TASK REQUIREMENTS: Which lines of the entries below run from the one holding "fn pt(x: f64, y: f64)" to the one holding "assert_eq!(crossing_number(pt(15.0, 5.0), &square), 0);", inclusive? Set down exactly those lines and no others.

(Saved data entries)

--- --- ---

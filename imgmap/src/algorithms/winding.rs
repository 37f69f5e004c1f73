//! Point-in-polygon tests for polygon regions.
//!
//! Ray casting to the right of the query point; the crossing count decides
//! even-odd containment.

use crate::model::Point;

/// Number of outline edges crossed by the ray from `p` going right.
pub fn crossing_number(p: Point, polygon: &[Point]) -> i32 {
    if polygon.len() < 3 {
        return 0;
    }

    let mut crossings = 0i32;
    let n = polygon.len();

    for i in 0..n {
        let a = polygon[i];
        let b = polygon[(i + 1) % n];

        let y_crosses = (a.y <= p.y && b.y > p.y) || (b.y <= p.y && a.y > p.y);
        if y_crosses {
            let t = (p.y - a.y) / (b.y - a.y);
            if p.x < a.x + t * (b.x - a.x) {
                crossings += 1;
            }
        }
    }

    crossings
}

#[inline]
pub fn point_in_polygon_evenodd(p: Point, polygon: &[Point]) -> bool {
    crossing_number(p, polygon) % 2 == 1
}

/// Whether `p` lies within `tol` of any outline edge.
pub fn point_on_polygon_edge(p: Point, polygon: &[Point], tol: f64) -> bool {
    let n = polygon.len();
    (0..n).any(|i| seg_distance_sq(p, polygon[i], polygon[(i + 1) % n]) <= tol * tol)
}

fn seg_distance_sq(p: Point, a: Point, b: Point) -> f64 {
    let (dx, dy) = (b.x - a.x, b.y - a.y);
    let len_sq = dx * dx + dy * dy;
    let t = if len_sq > 0.0 {
        (((p.x - a.x) * dx + (p.y - a.y) * dy) / len_sq).clamp(0.0, 1.0)
    } else {
        0.0
    };
    let (cx, cy) = (a.x + t * dx, a.y + t * dy);
    (p.x - cx).powi(2) + (p.y - cy).powi(2)
}

#[cfg(test)]
mod tests {
    use super::*;

    fn pt(x: f64, y: f64) -> Point {
        Point { x, y }
    }

    fn square() -> Vec<Point> {
        vec![pt(0.0, 0.0), pt(10.0, 0.0), pt(10.0, 10.0), pt(0.0, 10.0)]
    }

    #[test]
    fn crossing_number_square() {
        let square = square();
        assert_eq!(crossing_number(pt(5.0, 5.0), &square), 1);
        assert_eq!(crossing_number(pt(-5.0, 5.0), &square), 2);
        assert_eq!(crossing_number(pt(15.0, 5.0), &square), 0);
        assert!(point_in_polygon_evenodd(pt(5.0, 5.0), &square));
        assert!(!point_in_polygon_evenodd(pt(-5.0, 5.0), &square));
    }

    #[test]
    fn concave_polygon() {
        let l_shape = vec![
            pt(0.0, 0.0),
            pt(10.0, 0.0),
            pt(10.0, 5.0),
            pt(5.0, 5.0),
            pt(5.0, 10.0),
            pt(0.0, 10.0),
        ];
        assert!(point_in_polygon_evenodd(pt(2.0, 7.0), &l_shape));
        assert!(!point_in_polygon_evenodd(pt(7.0, 7.0), &l_shape));
    }

    #[test]
    fn point_on_edge() {
        let square = square();
        assert!(point_on_polygon_edge(pt(5.0, 0.0), &square, 0.001));
        assert!(point_on_polygon_edge(pt(10.0, 10.0), &square, 0.001));
        assert!(!point_on_polygon_edge(pt(5.0, 5.0), &square, 0.001));
    }

    #[test]
    fn degenerate_outlines() {
        assert_eq!(crossing_number(pt(0.0, 0.0), &[]), 0);
        assert_eq!(crossing_number(pt(0.0, 0.0), &[pt(0.0, 0.0), pt(1.0, 1.0)]), 0);
        assert!(!point_on_polygon_edge(pt(0.0, 0.0), &[], 1.0));
    }
}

--- --- ---

SOLUTION FOR THIS EXERCISE:
    fn pt(x: f64, y: f64) -> Point {
        Point { x, y }
    }

    fn square() -> Vec<Point> {
        vec![pt(0.0, 0.0), pt(10.0, 0.0), pt(10.0, 10.0), pt(0.0, 10.0)]
    }

    #[test]
    fn crossing_number_square() {
        let square = square();
        assert_eq!(crossing_number(pt(5.0, 5.0), &square), 1);
        assert_eq!(crossing_number(pt(-5.0, 5.0), &square), 2);
        assert_eq!(crossing_number(pt(15.0, 5.0), &square), 0);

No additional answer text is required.